__Activity__
Would you please repeat the material exactly, from the first line to the last?
::::::::
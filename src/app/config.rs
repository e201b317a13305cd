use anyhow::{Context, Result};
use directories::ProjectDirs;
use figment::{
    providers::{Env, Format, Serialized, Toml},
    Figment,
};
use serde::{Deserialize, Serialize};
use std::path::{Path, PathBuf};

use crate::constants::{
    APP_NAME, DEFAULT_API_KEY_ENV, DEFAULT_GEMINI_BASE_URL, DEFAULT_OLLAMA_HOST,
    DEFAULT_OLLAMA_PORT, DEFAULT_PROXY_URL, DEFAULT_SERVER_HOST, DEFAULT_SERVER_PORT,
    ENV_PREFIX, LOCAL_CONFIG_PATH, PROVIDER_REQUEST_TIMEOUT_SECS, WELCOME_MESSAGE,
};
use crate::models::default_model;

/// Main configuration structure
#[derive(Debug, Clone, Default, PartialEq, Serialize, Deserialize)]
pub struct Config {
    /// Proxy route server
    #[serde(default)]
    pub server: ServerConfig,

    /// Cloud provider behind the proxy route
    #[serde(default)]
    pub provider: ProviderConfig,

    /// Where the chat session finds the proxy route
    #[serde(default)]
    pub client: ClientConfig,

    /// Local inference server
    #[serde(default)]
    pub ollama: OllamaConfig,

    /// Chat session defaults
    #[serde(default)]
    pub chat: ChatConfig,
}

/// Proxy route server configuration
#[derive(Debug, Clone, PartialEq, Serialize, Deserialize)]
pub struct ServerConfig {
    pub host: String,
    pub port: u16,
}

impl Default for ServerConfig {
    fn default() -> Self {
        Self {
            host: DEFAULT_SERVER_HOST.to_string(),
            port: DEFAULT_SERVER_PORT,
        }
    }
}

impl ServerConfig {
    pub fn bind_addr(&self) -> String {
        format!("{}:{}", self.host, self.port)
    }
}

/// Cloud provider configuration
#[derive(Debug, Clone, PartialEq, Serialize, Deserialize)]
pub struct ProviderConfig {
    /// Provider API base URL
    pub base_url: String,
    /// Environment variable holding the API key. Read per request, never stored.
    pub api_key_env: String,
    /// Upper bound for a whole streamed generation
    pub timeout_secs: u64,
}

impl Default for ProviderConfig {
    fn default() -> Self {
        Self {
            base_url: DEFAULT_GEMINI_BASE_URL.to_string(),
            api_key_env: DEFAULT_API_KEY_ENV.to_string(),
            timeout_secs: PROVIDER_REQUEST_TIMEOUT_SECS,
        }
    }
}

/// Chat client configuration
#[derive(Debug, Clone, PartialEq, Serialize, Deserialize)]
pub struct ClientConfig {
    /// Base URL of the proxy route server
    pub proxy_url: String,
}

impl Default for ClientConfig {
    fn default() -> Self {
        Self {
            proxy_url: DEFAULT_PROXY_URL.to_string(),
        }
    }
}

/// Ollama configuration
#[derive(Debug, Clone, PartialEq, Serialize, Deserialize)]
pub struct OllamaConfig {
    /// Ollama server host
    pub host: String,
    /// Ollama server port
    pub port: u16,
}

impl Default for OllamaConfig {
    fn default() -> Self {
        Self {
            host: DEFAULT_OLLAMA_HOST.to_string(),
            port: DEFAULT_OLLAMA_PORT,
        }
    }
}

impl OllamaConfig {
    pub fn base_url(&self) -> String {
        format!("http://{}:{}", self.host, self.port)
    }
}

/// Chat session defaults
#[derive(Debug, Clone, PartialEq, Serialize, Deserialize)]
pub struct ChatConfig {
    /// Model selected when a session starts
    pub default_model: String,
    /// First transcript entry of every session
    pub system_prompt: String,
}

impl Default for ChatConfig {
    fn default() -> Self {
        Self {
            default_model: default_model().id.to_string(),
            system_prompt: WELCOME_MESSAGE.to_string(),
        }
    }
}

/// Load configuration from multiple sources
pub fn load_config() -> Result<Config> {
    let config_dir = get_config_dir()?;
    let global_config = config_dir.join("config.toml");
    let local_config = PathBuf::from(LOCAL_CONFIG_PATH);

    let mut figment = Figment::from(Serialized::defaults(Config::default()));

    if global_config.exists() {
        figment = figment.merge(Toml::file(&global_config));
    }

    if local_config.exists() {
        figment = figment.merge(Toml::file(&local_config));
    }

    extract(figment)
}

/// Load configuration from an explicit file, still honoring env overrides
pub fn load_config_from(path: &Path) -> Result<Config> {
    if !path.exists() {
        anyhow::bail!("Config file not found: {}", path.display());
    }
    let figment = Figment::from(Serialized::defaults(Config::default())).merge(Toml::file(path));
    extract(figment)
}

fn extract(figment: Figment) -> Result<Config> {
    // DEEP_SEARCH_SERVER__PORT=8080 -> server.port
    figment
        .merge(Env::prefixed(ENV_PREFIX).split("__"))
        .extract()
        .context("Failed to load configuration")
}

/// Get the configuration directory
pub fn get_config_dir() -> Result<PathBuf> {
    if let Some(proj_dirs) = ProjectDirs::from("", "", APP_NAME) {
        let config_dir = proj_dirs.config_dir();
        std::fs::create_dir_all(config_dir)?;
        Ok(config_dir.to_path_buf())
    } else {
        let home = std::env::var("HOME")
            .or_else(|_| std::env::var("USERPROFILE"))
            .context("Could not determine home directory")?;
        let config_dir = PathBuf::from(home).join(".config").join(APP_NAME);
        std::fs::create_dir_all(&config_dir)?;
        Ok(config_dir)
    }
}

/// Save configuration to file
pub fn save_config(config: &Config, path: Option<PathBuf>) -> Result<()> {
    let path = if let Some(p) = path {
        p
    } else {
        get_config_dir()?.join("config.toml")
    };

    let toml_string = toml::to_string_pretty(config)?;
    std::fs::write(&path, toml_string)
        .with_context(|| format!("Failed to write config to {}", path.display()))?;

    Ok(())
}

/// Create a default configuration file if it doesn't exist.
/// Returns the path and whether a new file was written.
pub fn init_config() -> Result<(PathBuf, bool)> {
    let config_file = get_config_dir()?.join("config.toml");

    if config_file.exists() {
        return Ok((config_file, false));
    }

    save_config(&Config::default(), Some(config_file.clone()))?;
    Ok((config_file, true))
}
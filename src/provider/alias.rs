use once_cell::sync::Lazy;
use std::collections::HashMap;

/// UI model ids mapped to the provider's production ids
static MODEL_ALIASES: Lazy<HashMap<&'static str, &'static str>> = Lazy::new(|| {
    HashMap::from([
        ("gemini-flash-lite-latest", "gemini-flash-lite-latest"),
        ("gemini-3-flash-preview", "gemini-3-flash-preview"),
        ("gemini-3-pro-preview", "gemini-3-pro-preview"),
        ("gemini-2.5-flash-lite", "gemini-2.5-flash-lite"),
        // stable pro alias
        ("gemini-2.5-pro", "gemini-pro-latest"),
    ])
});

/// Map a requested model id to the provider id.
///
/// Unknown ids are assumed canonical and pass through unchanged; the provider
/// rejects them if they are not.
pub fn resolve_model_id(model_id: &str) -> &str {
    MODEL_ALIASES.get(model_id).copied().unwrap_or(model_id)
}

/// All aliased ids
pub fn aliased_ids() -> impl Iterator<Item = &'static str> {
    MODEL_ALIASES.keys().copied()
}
::::::::
__Response area__
filename src/app/config.rs
repository e201b317a13305cd
use anyhow::{Context, Result};
use directories::ProjectDirs;
use figment::{
    providers::{Env, Format, Serialized, Toml},
    Figment,
};
use serde::{Deserialize, Serialize};
use std::path::{Path, PathBuf};

use crate::constants::{
    APP_NAME, DEFAULT_API_KEY_ENV, DEFAULT_GEMINI_BASE_URL, DEFAULT_OLLAMA_HOST,
    DEFAULT_OLLAMA_PORT, DEFAULT_PROXY_URL, DEFAULT_SERVER_HOST, DEFAULT_SERVER_PORT,
    ENV_PREFIX, LOCAL_CONFIG_PATH, PROVIDER_REQUEST_TIMEOUT_SECS, WELCOME_MESSAGE,
};
use crate::models::default_model;

/// Main configuration structure
#[derive(Debug, Clone, Default, PartialEq, Serialize, Deserialize)]
pub struct Config {
    /// Proxy route server
    #[serde(default)]
    pub server: ServerConfig,

    /// Cloud provider behind the proxy route
    #[serde(default)]
    pub provider: ProviderConfig,

    /// Where the chat session finds the proxy route
    #[serde(default)]
    pub client: ClientConfig,

    /// Local inference server
    #[serde(default)]
    pub ollama: OllamaConfig,

    /// Chat session defaults
    #[serde(default)]
    pub chat: ChatConfig,
}

/// Proxy route server configuration
#[derive(Debug, Clone, PartialEq, Serialize, Deserialize)]
pub struct ServerConfig {
    pub host: String,
    pub port: u16,
}

impl Default for ServerConfig {
    fn default() -> Self {
        Self {
            host: DEFAULT_SERVER_HOST.to_string(),
            port: DEFAULT_SERVER_PORT,
        }
    }
}

impl ServerConfig {
    pub fn bind_addr(&self) -> String {
        format!("{}:{}", self.host, self.port)
    }
}

/// Cloud provider configuration
#[derive(Debug, Clone, PartialEq, Serialize, Deserialize)]
pub struct ProviderConfig {
    /// Provider API base URL
    pub base_url: String,
    /// Environment variable holding the API key. Read per request, never stored.
    pub api_key_env: String,
    /// Upper bound for a whole streamed generation
    pub timeout_secs: u64,
}

impl Default for ProviderConfig {
    fn default() -> Self {
        Self {
            base_url: DEFAULT_GEMINI_BASE_URL.to_string(),
            api_key_env: DEFAULT_API_KEY_ENV.to_string(),
            timeout_secs: PROVIDER_REQUEST_TIMEOUT_SECS,
        }
    }
}

/// Chat client configuration
#[derive(Debug, Clone, PartialEq, Serialize, Deserialize)]
pub struct ClientConfig {
    /// Base URL of the proxy route server
    pub proxy_url: String,
}

impl Default for ClientConfig {
    fn default() -> Self {
        Self {
            proxy_url: DEFAULT_PROXY_URL.to_string(),
        }
    }
}

/// Ollama configuration
#[derive(Debug, Clone, PartialEq, Serialize, Deserialize)]
pub struct OllamaConfig {
    /// Ollama server host
    pub host: String,
    /// Ollama server port
    pub port: u16,
}

impl Default for OllamaConfig {
    fn default() -> Self {
        Self {
            host: DEFAULT_OLLAMA_HOST.to_string(),
            port: DEFAULT_OLLAMA_PORT,
        }
    }
}

impl OllamaConfig {
    pub fn base_url(&self) -> String {
        format!("http://{}:{}", self.host, self.port)
    }
}

/// Chat session defaults
#[derive(Debug, Clone, PartialEq, Serialize, Deserialize)]
pub struct ChatConfig {
    /// Model selected when a session starts
    pub default_model: String,
    /// First transcript entry of every session
    pub system_prompt: String,
}

impl Default for ChatConfig {
    fn default() -> Self {
        Self {
            default_model: default_model().id.to_string(),
            system_prompt: WELCOME_MESSAGE.to_string(),
        }
    }
}

/// Load configuration from multiple sources
pub fn load_config() -> Result<Config> {
    let config_dir = get_config_dir()?;
    let global_config = config_dir.join("config.toml");
    let local_config = PathBuf::from(LOCAL_CONFIG_PATH);

    let mut figment = Figment::from(Serialized::defaults(Config::default()));

    if global_config.exists() {
        figment = figment.merge(Toml::file(&global_config));
    }

    if local_config.exists() {
        figment = figment.merge(Toml::file(&local_config));
    }

    extract(figment)
}

/// Load configuration from an explicit file, still honoring env overrides
pub fn load_config_from(path: &Path) -> Result<Config> {
    if !path.exists() {
        anyhow::bail!("Config file not found: {}", path.display());
    }
    let figment = Figment::from(Serialized::defaults(Config::default())).merge(Toml::file(path));
    extract(figment)
}

fn extract(figment: Figment) -> Result<Config> {
    // DEEP_SEARCH_SERVER__PORT=8080 -> server.port
    figment
        .merge(Env::prefixed(ENV_PREFIX).split("__"))
        .extract()
        .context("Failed to load configuration")
}

/// Get the configuration directory
pub fn get_config_dir() -> Result<PathBuf> {
    if let Some(proj_dirs) = ProjectDirs::from("", "", APP_NAME) {
        let config_dir = proj_dirs.config_dir();
        std::fs::create_dir_all(config_dir)?;
        Ok(config_dir.to_path_buf())
    } else {
        let home = std::env::var("HOME")
            .or_else(|_| std::env::var("USERPROFILE"))
            .context("Could not determine home directory")?;
        let config_dir = PathBuf::from(home).join(".config").join(APP_NAME);
        std::fs::create_dir_all(&config_dir)?;
        Ok(config_dir)
    }
}

/// Save configuration to file
pub fn save_config(config: &Config, path: Option<PathBuf>) -> Result<()> {
    let path = if let Some(p) = path {
        p
    } else {
        get_config_dir()?.join("config.toml")
    };

    let toml_string = toml::to_string_pretty(config)?;
    std::fs::write(&path, toml_string)
        .with_context(|| format!("Failed to write config to {}", path.display()))?;

    Ok(())
}

/// Create a default configuration file if it doesn't exist.
/// Returns the path and whether a new file was written.
pub fn init_config() -> Result<(PathBuf, bool)> {
    let config_file = get_config_dir()?.join("config.toml");

    if config_file.exists() {
        return Ok((config_file, false));
    }

    save_config(&Config::default(), Some(config_file.clone()))?;
    Ok((config_file, true))
}
filename src/provider/alias.rs
use once_cell::sync::Lazy;
use std::collections::HashMap;

/// UI model ids mapped to the provider's production ids
static MODEL_ALIASES: Lazy<HashMap<&'static str, &'static str>> = Lazy::new(|| {
    HashMap::from([
        ("gemini-flash-lite-latest", "gemini-flash-lite-latest"),
        ("gemini-3-flash-preview", "gemini-3-flash-preview"),
        ("gemini-3-pro-preview", "gemini-3-pro-preview"),
        ("gemini-2.5-flash-lite", "gemini-2.5-flash-lite"),
        // stable pro alias
        ("gemini-2.5-pro", "gemini-pro-latest"),
    ])
});

/// Map a requested model id to the provider id.
///
/// Unknown ids are assumed canonical and pass through unchanged; the provider
/// rejects them if they are not.
pub fn resolve_model_id(model_id: &str) -> &str {
    MODEL_ALIASES.get(model_id).copied().unwrap_or(model_id)
}

/// All aliased ids
pub fn aliased_ids() -> impl Iterator<Item = &'static str> {
    MODEL_ALIASES.keys().copied()
}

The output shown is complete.